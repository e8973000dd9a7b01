//! IAM API key exchange
//!
//! Trades a long-lived API key for a short-lived access token at the IAM
//! token endpoint and keeps the token until it is about to expire.

use crate::error::{Error, Result};
use chrono::{DateTime, TimeZone, Utc};
use reqwest::Client;
use serde::Deserialize;
use tokio::sync::RwLock;
use tracing::debug;

/// Grant type sent with an IAM API key exchange
pub const IAM_APIKEY_GRANT_TYPE: &str = "urn:ibm:params:oauth:grant-type:apikey";

/// Tokens this close to expiry are refreshed before use
const EXPIRY_MARGIN_SECS: i64 = 30;

/// Access token with its expiry
#[derive(Debug, Clone)]
pub struct AccessToken {
    pub token: String,
    /// `None` means the server gave no lifetime; the token is kept until cleared
    pub expires_at: Option<DateTime<Utc>>,
}

impl AccessToken {
    /// Token valid for `seconds` from now
    pub fn valid_for(token: impl Into<String>, seconds: i64) -> Self {
        Self {
            token: token.into(),
            expires_at: Some(Utc::now() + chrono::Duration::seconds(seconds)),
        }
    }

    /// True while the token has more than the expiry margin left
    pub fn is_usable(&self) -> bool {
        self.expires_at.map_or(true, |at| {
            Utc::now() + chrono::Duration::seconds(EXPIRY_MARGIN_SECS) < at
        })
    }
}

/// Body of a token endpoint response
#[derive(Debug, Deserialize)]
struct TokenResponse {
    access_token: String,
    /// Lifetime in seconds
    #[serde(default)]
    expires_in: Option<i64>,
    /// Absolute expiry as a unix timestamp
    #[serde(default)]
    expiration: Option<i64>,
}

impl From<TokenResponse> for AccessToken {
    fn from(resp: TokenResponse) -> Self {
        let expires_at = match (resp.expires_in, resp.expiration) {
            (Some(secs), _) => Some(Utc::now() + chrono::Duration::seconds(secs)),
            (None, Some(ts)) => Utc.timestamp_opt(ts, 0).single(),
            (None, None) => None,
        };
        Self {
            token: resp.access_token,
            expires_at,
        }
    }
}

/// Fetches and caches IAM access tokens.
///
/// Concurrent callers share one refresh: the first to take the write lock
/// fetches, the rest reuse its token.
#[derive(Debug)]
pub struct IamTokenManager {
    apikey: String,
    token_url: String,
    client_credentials: Option<(String, String)>,
    client: Client,
    token: RwLock<Option<AccessToken>>,
}

impl IamTokenManager {
    pub fn new(
        client: Client,
        apikey: impl Into<String>,
        token_url: impl Into<String>,
        client_credentials: Option<(String, String)>,
    ) -> Self {
        Self {
            apikey: apikey.into(),
            token_url: token_url.into(),
            client_credentials,
            client,
            token: RwLock::new(None),
        }
    }

    /// A usable access token, fetching a new one if needed
    pub async fn token(&self) -> Result<String> {
        if let Some(token) = self.token.read().await.as_ref().filter(|t| t.is_usable()) {
            return Ok(token.token.clone());
        }

        let mut slot = self.token.write().await;
        if let Some(token) = slot.as_ref().filter(|t| t.is_usable()) {
            return Ok(token.token.clone());
        }

        let fresh = self.request_token().await?;
        let value = fresh.token.clone();
        *slot = Some(fresh);
        Ok(value)
    }

    /// Forget the cached token
    pub async fn invalidate(&self) {
        self.token.write().await.take();
    }

    async fn request_token(&self) -> Result<AccessToken> {
        debug!(url = %self.token_url, "requesting IAM access token");

        let form = [
            ("grant_type", IAM_APIKEY_GRANT_TYPE),
            ("apikey", self.apikey.as_str()),
            ("response_type", "cloud_iam"),
        ];
        let mut req = self
            .client
            .post(&self.token_url)
            .header("Accept", "application/json")
            .form(&form);
        if let Some((id, secret)) = &self.client_credentials {
            req = req.basic_auth(id, Some(secret));
        }

        let response = req.send().await?;
        let status = response.status();
        if !status.is_success() {
            let body = response.text().await.unwrap_or_default();
            return Err(Error::TokenRequest {
                message: format!("IAM returned {}: {body}", status.as_u16()),
            });
        }

        let body: TokenResponse = response.json().await?;
        if body.access_token.is_empty() {
            return Err(Error::auth("IAM response carried an empty access token"));
        }
        Ok(body.into())
    }
}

------

» **What you should do**
From the first line to the last, return the listing exactly.

» **Answer for this exercise**
repository e8973000dd9a7b01
//! IAM API key exchange
//!
//! Trades a long-lived API key for a short-lived access token at the IAM
//! token endpoint and keeps the token until it is about to expire.

use crate::error::{Error, Result};
use chrono::{DateTime, TimeZone, Utc};
use reqwest::Client;
use serde::Deserialize;
use tokio::sync::RwLock;
use tracing::debug;

/// Grant type sent with an IAM API key exchange
pub const IAM_APIKEY_GRANT_TYPE: &str = "urn:ibm:params:oauth:grant-type:apikey";

/// Tokens this close to expiry are refreshed before use
const EXPIRY_MARGIN_SECS: i64 = 30;

/// Access token with its expiry
#[derive(Debug, Clone)]
pub struct AccessToken {
    pub token: String,
    /// `None` means the server gave no lifetime; the token is kept until cleared
    pub expires_at: Option<DateTime<Utc>>,
}

impl AccessToken {
    /// Token valid for `seconds` from now
    pub fn valid_for(token: impl Into<String>, seconds: i64) -> Self {
        Self {
            token: token.into(),
            expires_at: Some(Utc::now() + chrono::Duration::seconds(seconds)),
        }
    }

    /// True while the token has more than the expiry margin left
    pub fn is_usable(&self) -> bool {
        self.expires_at.map_or(true, |at| {
            Utc::now() + chrono::Duration::seconds(EXPIRY_MARGIN_SECS) < at
        })
    }
}

/// Body of a token endpoint response
#[derive(Debug, Deserialize)]
struct TokenResponse {
    access_token: String,
    /// Lifetime in seconds
    #[serde(default)]
    expires_in: Option<i64>,
    /// Absolute expiry as a unix timestamp
    #[serde(default)]
    expiration: Option<i64>,
}

impl From<TokenResponse> for AccessToken {
    fn from(resp: TokenResponse) -> Self {
        let expires_at = match (resp.expires_in, resp.expiration) {
            (Some(secs), _) => Some(Utc::now() + chrono::Duration::seconds(secs)),
            (None, Some(ts)) => Utc.timestamp_opt(ts, 0).single(),
            (None, None) => None,
        };
        Self {
            token: resp.access_token,
            expires_at,
        }
    }
}

/// Fetches and caches IAM access tokens.
///
/// Concurrent callers share one refresh: the first to take the write lock
/// fetches, the rest reuse its token.
#[derive(Debug)]
pub struct IamTokenManager {
    apikey: String,
    token_url: String,
    client_credentials: Option<(String, String)>,
    client: Client,
    token: RwLock<Option<AccessToken>>,
}

impl IamTokenManager {
    pub fn new(
        client: Client,
        apikey: impl Into<String>,
        token_url: impl Into<String>,
        client_credentials: Option<(String, String)>,
    ) -> Self {
        Self {
            apikey: apikey.into(),
            token_url: token_url.into(),
            client_credentials,
            client,
            token: RwLock::new(None),
        }
    }

    /// A usable access token, fetching a new one if needed
    pub async fn token(&self) -> Result<String> {
        if let Some(token) = self.token.read().await.as_ref().filter(|t| t.is_usable()) {
            return Ok(token.token.clone());
        }

        let mut slot = self.token.write().await;
        if let Some(token) = slot.as_ref().filter(|t| t.is_usable()) {
            return Ok(token.token.clone());
        }

        let fresh = self.request_token().await?;
        let value = fresh.token.clone();
        *slot = Some(fresh);
        Ok(value)
    }

    /// Forget the cached token
    pub async fn invalidate(&self) {
        self.token.write().await.take();
    }

    async fn request_token(&self) -> Result<AccessToken> {
        debug!(url = %self.token_url, "requesting IAM access token");

        let form = [
            ("grant_type", IAM_APIKEY_GRANT_TYPE),
            ("apikey", self.apikey.as_str()),
            ("response_type", "cloud_iam"),
        ];
        let mut req = self
            .client
            .post(&self.token_url)
            .header("Accept", "application/json")
            .form(&form);
        if let Some((id, secret)) = &self.client_credentials {
            req = req.basic_auth(id, Some(secret));
        }

        let response = req.send().await?;
        let status = response.status();
        if !status.is_success() {
            let body = response.text().await.unwrap_or_default();
            return Err(Error::TokenRequest {
                message: format!("IAM returned {}: {body}", status.as_u16()),
            });
        }

        let body: TokenResponse = response.json().await?;
        if body.access_token.is_empty() {
            return Err(Error::auth("IAM response carried an empty access token"));
        }
        Ok(body.into())
    }
}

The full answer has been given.